(YOUR OBJECTIVE) The full set of lines below has to be written out again exactly.

[Stored data entries]
========
//! Audit log positions.
//!
//! `AuditTime` is a position in the audit log of one (entity, service) pair.
//! It is assigned by the host when an action is persisted and is strictly
//! increasing within that pair. Clients use it as a watermark.

use serde::{Deserialize, Serialize};
use std::fmt;

/// Position in an (entity, service) audit log
#[derive(
    Debug, Clone, Copy, Default, PartialEq, Eq, PartialOrd, Ord, Hash, Serialize, Deserialize,
)]
pub struct AuditTime(pub u64);

impl AuditTime {
    /// The lowest possible time; every role starts here.
    pub const ZERO: AuditTime = AuditTime(0);

    /// The position following this one
    pub fn next(self) -> AuditTime {
        AuditTime(self.0.saturating_add(1))
    }

    pub fn value(self) -> u64 {
        self.0
    }

    /// Fixed-width rendering used in storage keys so lexical order matches numeric order
    pub fn key_fragment(self) -> String {
        format!("{:020}", self.0)
    }
}

impl From<u64> for AuditTime {
    fn from(value: u64) -> Self {
        Self(value)
    }
}

impl fmt::Display for AuditTime {
    fn fmt(&self, f: &mut fmt::Formatter<'_>) -> fmt::Result {
        write!(f, "t{}", self.0)
    }
}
========
(TASK SOLUTION)
//! Audit log positions.
//!
//! `AuditTime` is a position in the audit log of one (entity, service) pair.
//! It is assigned by the host when an action is persisted and is strictly
//! increasing within that pair. Clients use it as a watermark.

use serde::{Deserialize, Serialize};
use std::fmt;

/// Position in an (entity, service) audit log
#[derive(
    Debug, Clone, Copy, Default, PartialEq, Eq, PartialOrd, Ord, Hash, Serialize, Deserialize,
)]
pub struct AuditTime(pub u64);

impl AuditTime {
    /// The lowest possible time; every role starts here.
    pub const ZERO: AuditTime = AuditTime(0);

    /// The position following this one
    pub fn next(self) -> AuditTime {
        AuditTime(self.0.saturating_add(1))
    }

    pub fn value(self) -> u64 {
        self.0
    }

    /// Fixed-width rendering used in storage keys so lexical order matches numeric order
    pub fn key_fragment(self) -> String {
        format!("{:020}", self.0)
    }
}

impl From<u64> for AuditTime {
    fn from(value: u64) -> Self {
        Self(value)
    }
}

impl fmt::Display for AuditTime {
    fn fmt(&self, f: &mut fmt::Formatter<'_>) -> fmt::Result {
        write!(f, "t{}", self.0)
    }
}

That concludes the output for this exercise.